REQUIRED ACTION. Reply with one number, the count of lines below that contain the string "cloned".

┌─ RECORDS FOR THIS TASK

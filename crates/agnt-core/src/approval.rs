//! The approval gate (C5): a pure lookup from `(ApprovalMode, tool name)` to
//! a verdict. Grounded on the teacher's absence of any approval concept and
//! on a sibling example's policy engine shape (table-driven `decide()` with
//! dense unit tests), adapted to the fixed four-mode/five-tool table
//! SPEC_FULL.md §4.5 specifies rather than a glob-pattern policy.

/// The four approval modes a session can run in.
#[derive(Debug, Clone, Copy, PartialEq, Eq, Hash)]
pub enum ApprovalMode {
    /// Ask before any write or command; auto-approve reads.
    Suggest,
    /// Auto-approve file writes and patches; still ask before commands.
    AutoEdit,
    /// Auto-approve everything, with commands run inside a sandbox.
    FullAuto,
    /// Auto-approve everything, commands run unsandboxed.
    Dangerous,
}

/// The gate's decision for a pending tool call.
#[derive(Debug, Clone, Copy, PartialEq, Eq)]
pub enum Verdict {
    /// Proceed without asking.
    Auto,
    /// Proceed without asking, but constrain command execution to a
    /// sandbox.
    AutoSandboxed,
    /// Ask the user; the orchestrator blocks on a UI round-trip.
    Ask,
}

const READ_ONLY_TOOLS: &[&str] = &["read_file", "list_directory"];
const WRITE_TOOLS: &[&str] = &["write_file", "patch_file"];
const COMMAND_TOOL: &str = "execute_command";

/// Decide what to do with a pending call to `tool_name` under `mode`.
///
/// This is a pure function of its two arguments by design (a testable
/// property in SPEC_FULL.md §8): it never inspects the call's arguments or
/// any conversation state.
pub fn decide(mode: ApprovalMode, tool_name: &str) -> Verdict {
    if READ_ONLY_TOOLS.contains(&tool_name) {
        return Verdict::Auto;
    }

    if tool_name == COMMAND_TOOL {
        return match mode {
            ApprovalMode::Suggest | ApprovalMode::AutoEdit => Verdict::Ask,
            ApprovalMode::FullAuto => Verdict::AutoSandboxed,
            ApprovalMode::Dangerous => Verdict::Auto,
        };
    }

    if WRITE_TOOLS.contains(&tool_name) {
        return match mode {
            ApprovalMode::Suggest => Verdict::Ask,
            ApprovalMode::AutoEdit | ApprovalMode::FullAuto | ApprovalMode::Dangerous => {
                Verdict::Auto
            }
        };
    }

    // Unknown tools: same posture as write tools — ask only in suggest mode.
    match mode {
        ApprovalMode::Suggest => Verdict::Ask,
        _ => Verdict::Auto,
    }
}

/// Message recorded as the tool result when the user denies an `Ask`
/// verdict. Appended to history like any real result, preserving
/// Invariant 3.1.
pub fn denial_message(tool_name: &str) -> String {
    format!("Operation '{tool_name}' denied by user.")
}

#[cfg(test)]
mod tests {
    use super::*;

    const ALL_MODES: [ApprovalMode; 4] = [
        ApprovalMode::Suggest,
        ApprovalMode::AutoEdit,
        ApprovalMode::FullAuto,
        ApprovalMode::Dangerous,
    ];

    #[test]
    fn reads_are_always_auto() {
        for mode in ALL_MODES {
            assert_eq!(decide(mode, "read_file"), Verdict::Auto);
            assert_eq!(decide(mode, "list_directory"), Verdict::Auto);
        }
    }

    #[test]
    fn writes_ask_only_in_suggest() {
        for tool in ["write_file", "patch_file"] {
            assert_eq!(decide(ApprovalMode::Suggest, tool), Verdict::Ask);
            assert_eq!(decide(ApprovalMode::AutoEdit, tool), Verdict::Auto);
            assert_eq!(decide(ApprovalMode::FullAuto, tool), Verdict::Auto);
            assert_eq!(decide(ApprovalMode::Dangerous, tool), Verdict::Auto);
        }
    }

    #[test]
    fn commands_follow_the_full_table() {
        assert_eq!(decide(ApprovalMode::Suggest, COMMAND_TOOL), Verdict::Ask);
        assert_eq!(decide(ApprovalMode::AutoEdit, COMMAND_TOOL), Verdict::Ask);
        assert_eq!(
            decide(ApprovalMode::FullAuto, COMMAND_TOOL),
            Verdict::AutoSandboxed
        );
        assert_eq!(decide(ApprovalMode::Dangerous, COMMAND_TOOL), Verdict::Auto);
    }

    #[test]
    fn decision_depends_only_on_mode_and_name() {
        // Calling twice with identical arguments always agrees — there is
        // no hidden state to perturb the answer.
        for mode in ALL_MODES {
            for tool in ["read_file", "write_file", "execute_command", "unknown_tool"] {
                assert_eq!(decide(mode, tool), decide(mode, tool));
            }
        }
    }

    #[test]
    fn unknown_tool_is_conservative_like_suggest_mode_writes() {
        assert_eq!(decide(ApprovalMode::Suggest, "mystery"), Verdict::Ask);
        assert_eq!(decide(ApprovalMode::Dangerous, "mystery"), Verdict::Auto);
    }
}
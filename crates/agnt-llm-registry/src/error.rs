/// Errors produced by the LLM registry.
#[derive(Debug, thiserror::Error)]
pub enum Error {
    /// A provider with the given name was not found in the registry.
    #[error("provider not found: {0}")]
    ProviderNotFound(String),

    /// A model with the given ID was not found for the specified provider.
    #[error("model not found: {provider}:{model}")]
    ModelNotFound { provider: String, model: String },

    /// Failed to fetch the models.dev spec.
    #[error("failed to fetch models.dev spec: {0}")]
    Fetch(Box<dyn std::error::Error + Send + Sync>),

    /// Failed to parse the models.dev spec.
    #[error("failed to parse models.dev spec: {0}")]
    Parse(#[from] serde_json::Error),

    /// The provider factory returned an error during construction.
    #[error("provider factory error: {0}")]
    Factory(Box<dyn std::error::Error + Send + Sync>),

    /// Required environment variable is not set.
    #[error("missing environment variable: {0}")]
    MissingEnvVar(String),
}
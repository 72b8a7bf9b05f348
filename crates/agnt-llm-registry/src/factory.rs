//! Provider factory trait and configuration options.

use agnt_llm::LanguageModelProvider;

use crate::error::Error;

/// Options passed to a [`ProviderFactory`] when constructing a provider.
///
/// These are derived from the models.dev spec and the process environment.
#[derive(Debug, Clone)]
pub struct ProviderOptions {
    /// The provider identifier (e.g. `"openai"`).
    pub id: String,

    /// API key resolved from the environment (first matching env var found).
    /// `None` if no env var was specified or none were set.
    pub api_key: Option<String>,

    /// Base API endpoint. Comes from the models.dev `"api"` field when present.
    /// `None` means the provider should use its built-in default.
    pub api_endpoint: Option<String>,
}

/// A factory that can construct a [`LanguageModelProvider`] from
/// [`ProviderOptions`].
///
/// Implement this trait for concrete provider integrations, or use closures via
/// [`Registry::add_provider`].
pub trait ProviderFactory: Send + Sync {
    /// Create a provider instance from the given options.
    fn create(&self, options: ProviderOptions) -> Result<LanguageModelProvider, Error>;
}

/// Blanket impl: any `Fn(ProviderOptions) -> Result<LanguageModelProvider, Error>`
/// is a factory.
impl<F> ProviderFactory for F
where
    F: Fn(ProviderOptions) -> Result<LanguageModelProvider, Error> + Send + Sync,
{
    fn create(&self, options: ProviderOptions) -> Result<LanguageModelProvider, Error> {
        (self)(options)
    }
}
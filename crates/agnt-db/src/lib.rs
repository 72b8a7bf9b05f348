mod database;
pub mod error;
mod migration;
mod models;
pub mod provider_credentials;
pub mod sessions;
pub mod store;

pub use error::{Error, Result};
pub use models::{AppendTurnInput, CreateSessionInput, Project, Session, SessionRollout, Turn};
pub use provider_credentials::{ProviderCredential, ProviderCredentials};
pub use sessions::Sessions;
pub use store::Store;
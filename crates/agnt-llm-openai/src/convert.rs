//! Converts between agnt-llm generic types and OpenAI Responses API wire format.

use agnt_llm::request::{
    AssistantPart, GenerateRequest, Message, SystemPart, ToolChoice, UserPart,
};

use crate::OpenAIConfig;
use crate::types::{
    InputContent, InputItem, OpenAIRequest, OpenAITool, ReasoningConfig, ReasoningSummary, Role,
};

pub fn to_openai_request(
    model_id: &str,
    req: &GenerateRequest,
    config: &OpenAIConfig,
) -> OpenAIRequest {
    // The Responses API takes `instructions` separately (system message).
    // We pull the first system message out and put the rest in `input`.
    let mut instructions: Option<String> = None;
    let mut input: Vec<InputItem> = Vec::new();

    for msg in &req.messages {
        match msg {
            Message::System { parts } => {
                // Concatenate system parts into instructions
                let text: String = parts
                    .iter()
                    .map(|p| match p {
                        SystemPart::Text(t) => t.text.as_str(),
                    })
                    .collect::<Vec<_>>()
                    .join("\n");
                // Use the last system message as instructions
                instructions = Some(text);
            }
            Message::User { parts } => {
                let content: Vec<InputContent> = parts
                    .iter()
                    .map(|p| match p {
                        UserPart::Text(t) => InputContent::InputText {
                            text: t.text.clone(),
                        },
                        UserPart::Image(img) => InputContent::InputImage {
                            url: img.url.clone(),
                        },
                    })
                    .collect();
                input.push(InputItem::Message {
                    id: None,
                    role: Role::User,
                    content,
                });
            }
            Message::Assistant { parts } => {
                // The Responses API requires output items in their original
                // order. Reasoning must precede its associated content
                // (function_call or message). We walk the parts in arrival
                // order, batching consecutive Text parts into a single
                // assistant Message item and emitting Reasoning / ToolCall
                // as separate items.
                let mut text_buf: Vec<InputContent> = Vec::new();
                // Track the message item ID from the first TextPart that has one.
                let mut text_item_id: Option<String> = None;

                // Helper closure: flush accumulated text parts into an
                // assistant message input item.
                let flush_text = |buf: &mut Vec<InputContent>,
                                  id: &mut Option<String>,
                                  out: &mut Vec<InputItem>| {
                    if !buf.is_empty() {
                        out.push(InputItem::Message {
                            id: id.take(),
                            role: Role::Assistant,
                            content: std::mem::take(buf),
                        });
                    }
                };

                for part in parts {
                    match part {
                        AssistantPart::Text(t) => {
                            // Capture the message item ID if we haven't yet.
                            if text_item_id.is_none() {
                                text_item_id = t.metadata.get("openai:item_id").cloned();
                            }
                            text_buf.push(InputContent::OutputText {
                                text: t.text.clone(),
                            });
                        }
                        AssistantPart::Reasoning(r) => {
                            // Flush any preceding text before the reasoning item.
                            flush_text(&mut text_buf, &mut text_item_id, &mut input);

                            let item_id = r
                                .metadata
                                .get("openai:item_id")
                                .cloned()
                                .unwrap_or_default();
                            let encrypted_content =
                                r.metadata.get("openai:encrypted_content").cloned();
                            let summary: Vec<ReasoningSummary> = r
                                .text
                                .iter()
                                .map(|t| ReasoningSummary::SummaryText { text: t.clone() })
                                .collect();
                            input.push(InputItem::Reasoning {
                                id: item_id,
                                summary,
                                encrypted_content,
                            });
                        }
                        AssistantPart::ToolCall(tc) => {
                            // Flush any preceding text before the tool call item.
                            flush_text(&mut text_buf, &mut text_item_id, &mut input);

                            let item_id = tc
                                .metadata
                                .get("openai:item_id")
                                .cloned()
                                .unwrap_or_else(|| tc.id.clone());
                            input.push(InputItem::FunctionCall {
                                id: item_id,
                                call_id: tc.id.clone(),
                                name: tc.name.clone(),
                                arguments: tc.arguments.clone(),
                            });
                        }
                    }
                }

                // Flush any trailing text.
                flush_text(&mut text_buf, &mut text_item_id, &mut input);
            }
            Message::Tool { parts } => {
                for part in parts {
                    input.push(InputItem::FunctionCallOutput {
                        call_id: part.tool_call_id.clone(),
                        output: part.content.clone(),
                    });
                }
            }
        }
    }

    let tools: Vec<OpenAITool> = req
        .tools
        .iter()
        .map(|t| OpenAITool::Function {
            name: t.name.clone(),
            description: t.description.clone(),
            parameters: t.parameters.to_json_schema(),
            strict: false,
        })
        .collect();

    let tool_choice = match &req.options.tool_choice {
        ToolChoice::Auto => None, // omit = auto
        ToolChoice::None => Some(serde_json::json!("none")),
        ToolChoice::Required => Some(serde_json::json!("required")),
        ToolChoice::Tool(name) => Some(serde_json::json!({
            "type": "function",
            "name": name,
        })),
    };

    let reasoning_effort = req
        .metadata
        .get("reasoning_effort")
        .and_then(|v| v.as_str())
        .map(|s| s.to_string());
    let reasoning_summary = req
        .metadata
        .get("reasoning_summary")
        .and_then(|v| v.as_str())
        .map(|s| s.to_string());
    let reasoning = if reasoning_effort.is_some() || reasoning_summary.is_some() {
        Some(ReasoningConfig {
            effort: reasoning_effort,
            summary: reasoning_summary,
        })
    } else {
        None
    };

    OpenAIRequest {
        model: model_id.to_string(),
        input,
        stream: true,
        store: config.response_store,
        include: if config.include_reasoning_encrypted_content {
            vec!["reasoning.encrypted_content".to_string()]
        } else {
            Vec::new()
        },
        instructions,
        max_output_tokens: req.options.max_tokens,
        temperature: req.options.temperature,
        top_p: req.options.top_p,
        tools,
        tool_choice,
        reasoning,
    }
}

└─

SOLUTION TO THE PROBLEM. 4